10 Nov The ability to inhibit impulse is an indicator of emotional intelligence (DANIEL GOLEMAN)
Just imagine you’re four years old, and someone makes the following
proposal: If you’ll wait until after he runs an errand, you can have two
marshmallows for a treat. If you can’t wait until then, you can have
only one—but you can have it right now. It is a challenge sure to try
the soul of any four-year-old, a microcosm of the eternal battle
between impulse and restraint, id and ego, desire and self-control,
gratification and delay. Which of these choices a child makes is a
telling test; it offers a quick reading not just of character, but of the
trajectory that child will probably take through life.
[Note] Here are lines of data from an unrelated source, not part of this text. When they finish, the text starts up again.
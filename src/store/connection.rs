//! Store gateway.
//!
//! [`StoreConnection`] owns one live [`StoreClient`] for the lifetime of a
//! request. It offers schema introspection, row counting, and raw streaming
//! access to query results and insert sinks. Introspection results are read
//! in `JSONEachRow` format; everything else is passed through as bytes.

use std::fmt;
use std::sync::Arc;

use serde::de::DeserializeOwned;
use serde::{Deserialize, Serialize};
use tracing::{debug, info, warn};

use super::catalog::{TypeCatalog, TypeFamily};
use crate::connection::ConnectionParams;
use crate::error::{ConnectionError, TransportError};
use crate::query::{InsertQuery, WireFormat};
use crate::transport::{collect_bytes, ByteStream, HttpStoreClient, StoreClient};
use crate::types::{quote_identifier, quote_literal, StoreType};

/// Row total reported when the pre-export count is unavailable.
pub const ESTIMATE_SENTINEL: u64 = 1;

/// A column as reported by schema introspection.
#[derive(Debug, Clone, PartialEq, Eq, Serialize, Deserialize)]
pub struct ColumnDescriptor {
    pub name: String,
    /// Store type name, e.g. `Nullable(Int32)`.
    #[serde(rename = "type")]
    pub type_name: String,
}

impl ColumnDescriptor {
    pub fn new(name: impl Into<String>, type_name: impl Into<String>) -> Self {
        Self {
            name: name.into(),
            type_name: type_name.into(),
        }
    }

    /// The column's type in the engine's closed type set.
    pub fn store_type(&self) -> StoreType {
        StoreType::from_type_name(&self.type_name)
    }
}

#[derive(Debug, Deserialize)]
struct TableRow {
    name: String,
}

/// One row of `system.data_type_families`.
#[derive(Debug, Deserialize)]
struct TypeFamilyRow {
    name: String,
    case_insensitive: u8,
    #[serde(default)]
    alias_to: String,
}

impl From<TypeFamilyRow> for TypeFamily {
    fn from(row: TypeFamilyRow) -> Self {
        TypeFamily {
            name: row.name,
            case_insensitive: row.case_insensitive != 0,
            alias_to: Some(row.alias_to).filter(|a| !a.is_empty()),
        }
    }
}

/// Outcome of a best-effort row count.
///
/// Estimates only feed progress reporting, so an unavailable count is a
/// degraded outcome rather than an error.
#[derive(Debug, Clone, PartialEq, Eq)]
pub enum RowEstimate {
    /// The store answered the count.
    Counted(u64),
    /// The count failed; `reason` holds the cause.
    Unavailable { reason: String },
}

impl RowEstimate {
    /// Total to report, using [`ESTIMATE_SENTINEL`] when unavailable.
    pub fn total(&self) -> u64 {
        match self {
            RowEstimate::Counted(n) => *n,
            RowEstimate::Unavailable { .. } => ESTIMATE_SENTINEL,
        }
    }

    pub fn is_degraded(&self) -> bool {
        matches!(self, RowEstimate::Unavailable { .. })
    }
}

/// A live connection to the store.
///
/// Created once per request and released when dropped, whichever way the
/// request ends.
pub struct StoreConnection {
    client: Arc<dyn StoreClient>,
    database: String,
}

impl StoreConnection {
    /// Connect over HTTP and verify the credentials.
    ///
    /// Performs a `/ping` followed by `SELECT 1`, so bad credentials are
    /// reported here and not on the first real statement.
    ///
    /// # Errors
    ///
    /// `ConnectionError::AuthenticationFailed` when the store rejects the
    /// credentials, `ConnectionError::ConnectionFailed` for anything else.
    pub async fn connect(params: &ConnectionParams) -> Result<Self, ConnectionError> {
        let failed = |message: String| ConnectionError::ConnectionFailed {
            host: params.host.clone(),
            port: params.port,
            message,
        };
        let classify = |err: TransportError| {
            if err.is_auth_failure() {
                ConnectionError::AuthenticationFailed(err.to_string())
            } else {
                failed(err.to_string())
            }
        };

        debug!(host = %params.host, port = params.port, database = %params.database, "Connecting to store");
        let client = HttpStoreClient::new(params).map_err(|e| failed(e.to_string()))?;

        if !client.ping().await.map_err(classify)? {
            return Err(failed("unexpected ping response".to_string()));
        }

        let probe = client
            .query("SELECT 1", &WireFormat::tab_separated())
            .await
            .map_err(classify)?;
        collect_bytes(probe).await.map_err(classify)?;

        info!(
            host = %params.host,
            port = params.port,
            database = %params.database,
            user = %params.username(),
            "Connected to store"
        );
        Ok(Self::from_client(Arc::new(client), &params.database))
    }

    /// Wrap an existing client.
    pub fn from_client(client: Arc<dyn StoreClient>, database: &str) -> Self {
        Self {
            client,
            database: database.to_string(),
        }
    }

    /// Database introspection queries are scoped to.
    pub fn database(&self) -> &str {
        &self.database
    }

    /// The underlying client.
    pub fn client(&self) -> &Arc<dyn StoreClient> {
        &self.client
    }

    pub async fn ping(&self) -> Result<bool, TransportError> {
        self.client.ping().await
    }

    /// Names of the tables in the current database, sorted.
    pub async fn list_tables(&self) -> Result<Vec<String>, TransportError> {
        let sql = format!(
            "SELECT name FROM system.tables WHERE database = {} ORDER BY name",
            quote_literal(&self.database)
        );
        let rows: Vec<TableRow> = self.fetch_rows(&sql).await?;
        Ok(rows.into_iter().map(|row| row.name).collect())
    }

    /// Columns of `table` in definition order.
    pub async fn list_columns(&self, table: &str) -> Result<Vec<ColumnDescriptor>, TransportError> {
        let sql = format!(
            "SELECT name, type FROM system.columns WHERE database = {} AND table = {} ORDER BY position",
            quote_literal(&self.database),
            quote_literal(table)
        );
        self.fetch_rows(&sql).await
    }

    /// Whether `table` exists in the current database.
    pub async fn table_exists(&self, table: &str) -> Result<bool, TransportError> {
        let sql = format!(
            "SELECT count() FROM system.tables WHERE database = {} AND name = {}",
            quote_literal(&self.database),
            quote_literal(table)
        );
        Ok(self.fetch_count(&sql).await? > 0)
    }

    /// Exact row count of `table`.
    pub async fn count_rows(&self, table: &str) -> Result<u64, TransportError> {
        let sql = format!("SELECT count() FROM {}", quote_identifier(table));
        self.fetch_count(&sql).await
    }

    /// Best-effort row count of `table` for progress reporting.
    ///
    /// Never fails; a failed count is logged and reported as
    /// [`RowEstimate::Unavailable`].
    pub async fn estimate_rows(&self, table: &str) -> RowEstimate {
        match self.count_rows(table).await {
            Ok(n) => RowEstimate::Counted(n),
            Err(e) => {
                warn!(table = %table, error = %e, "Row estimate unavailable");
                RowEstimate::Unavailable {
                    reason: e.to_string(),
                }
            }
        }
    }

    /// Stream the result of `sql` in `format`.
    pub async fn query_stream(
        &self,
        sql: &str,
        format: &WireFormat,
    ) -> Result<ByteStream, TransportError> {
        self.client.query(sql, format).await
    }

    /// Stream `body` into the store with `query`.
    pub async fn insert_stream(
        &self,
        query: &InsertQuery,
        format: &WireFormat,
        body: ByteStream,
    ) -> Result<u64, TransportError> {
        self.client.insert(&query.build(), format, body).await
    }

    /// Run a statement without a result set.
    pub async fn execute(&self, sql: &str) -> Result<(), TransportError> {
        self.client.execute(sql).await
    }

    /// Fetch the data type families this server supports.
    pub async fn load_type_catalog(&self) -> Result<TypeCatalog, TransportError> {
        let rows: Vec<TypeFamilyRow> = self
            .fetch_rows("SELECT name, case_insensitive, alias_to FROM system.data_type_families")
            .await?;

        let catalog = TypeCatalog::from_families(
            rows.into_iter()
                .filter(|row| !row.name.is_empty())
                .map(TypeFamily::from),
        );
        debug!(families = catalog.len(), "Loaded type catalog");
        Ok(catalog)
    }

    /// Explicitly release the connection.
    pub fn close(self) {
        drop(self);
    }

    async fn fetch_rows<T: DeserializeOwned>(&self, sql: &str) -> Result<Vec<T>, TransportError> {
        let stream = self.client.query(sql, &WireFormat::json_each_row()).await?;
        let data = collect_bytes(stream).await?;
        parse_json_each_row(&data)
    }

    async fn fetch_count(&self, sql: &str) -> Result<u64, TransportError> {
        let stream = self.client.query(sql, &WireFormat::tab_separated()).await?;
        let data = collect_bytes(stream).await?;
        let text = String::from_utf8_lossy(&data);
        text.trim()
            .parse::<u64>()
            .map_err(|_| TransportError::Protocol(format!("expected a row count, got '{}'", text.trim())))
    }
}

impl fmt::Debug for StoreConnection {
    fn fmt(&self, f: &mut fmt::Formatter<'_>) -> fmt::Result {
        f.debug_struct("StoreConnection")
            .field("database", &self.database)
            .finish_non_exhaustive()
    }
}

impl Drop for StoreConnection {
    fn drop(&mut self) {
        debug!(database = %self.database, "Store connection released");
    }
}

/// Deserialize `JSONEachRow` output, one object per non-empty line.
fn parse_json_each_row<T: DeserializeOwned>(data: &[u8]) -> Result<Vec<T>, TransportError> {
    data.split(|&b| b == b'\n')
        .filter(|line| !line.iter().all(u8::is_ascii_whitespace))
        .map(|line| {
            serde_json::from_slice(line)
                .map_err(|e| TransportError::Protocol(format!("malformed introspection row: {e}")))
        })
        .collect()
}

#[cfg(test)]
mod tests {
    use super::*;

    #[test]
    fn test_parse_json_each_row_columns() {
        let data = br#"{"name":"id","type":"UInt32"}
{"name":"note\tx","type":"Nullable(String)"}
"#;
        let columns: Vec<ColumnDescriptor> = parse_json_each_row(data).unwrap();
        assert_eq!(
            columns,
            vec![
                ColumnDescriptor::new("id", "UInt32"),
                ColumnDescriptor::new("note\tx", "Nullable(String)"),
            ]
        );
    }

    #[test]
    fn test_parse_json_each_row_keeps_escaped_names() {
        let data = "{\"name\":\"back\\\\slash\\nline\"}\n\n".as_bytes();
        let tables: Vec<TableRow> = parse_json_each_row(data).unwrap();
        assert_eq!(tables.len(), 1);
        assert_eq!(tables[0].name, "back\\slash\nline");
    }

    #[test]
    fn test_parse_json_each_row_type_families() {
        let data = br#"{"name":"TEXT","case_insensitive":1,"alias_to":"String"}
{"name":"Int32","case_insensitive":0,"alias_to":""}"#;
        let rows: Vec<TypeFamilyRow> = parse_json_each_row(data).unwrap();
        let families: Vec<TypeFamily> = rows.into_iter().map(TypeFamily::from).collect();
        assert!(families[0].case_insensitive);
        assert_eq!(families[0].alias_to.as_deref(), Some("String"));
        assert!(!families[1].case_insensitive);
        assert_eq!(families[1].alias_to, None);
    }

    #[test]
    fn test_parse_json_each_row_rejects_garbage() {
        let result: Result<Vec<TableRow>, _> = parse_json_each_row(b"name\tUInt32\n");
        assert!(matches!(result, Err(TransportError::Protocol(_))));
    }

    #[test]
    fn test_row_estimate_total() {
        assert_eq!(RowEstimate::Counted(42).total(), 42);
        assert_eq!(RowEstimate::Counted(0).total(), 0);
        let degraded = RowEstimate::Unavailable {
            reason: "timeout".to_string(),
        };
        assert_eq!(degraded.total(), ESTIMATE_SENTINEL);
        assert!(degraded.is_degraded());
    }

    #[test]
    fn test_column_descriptor_store_type() {
        let col = ColumnDescriptor::new("price", "Nullable(Float64)");
        assert_eq!(col.store_type(), StoreType::Float64);

        let json = serde_json::to_string(&col).unwrap();
        assert_eq!(json, r#"{"name":"price","type":"Nullable(Float64)"}"#);
    }
}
There is perhaps no psychological skill more fundamental than
resisting impulse. It is the root of all emotional self-control, since all
emotions, by their very nature, lead to one or another impulse to act.
The root meaning of the word emotion, remember, is “to move.” The
capacity to resist that impulse to act, to squelch the incipient
movement, most likely translates at the level of brain function into
inhibition of limbic signals to the motor cortex, though such an
interpretation must remain speculative for now.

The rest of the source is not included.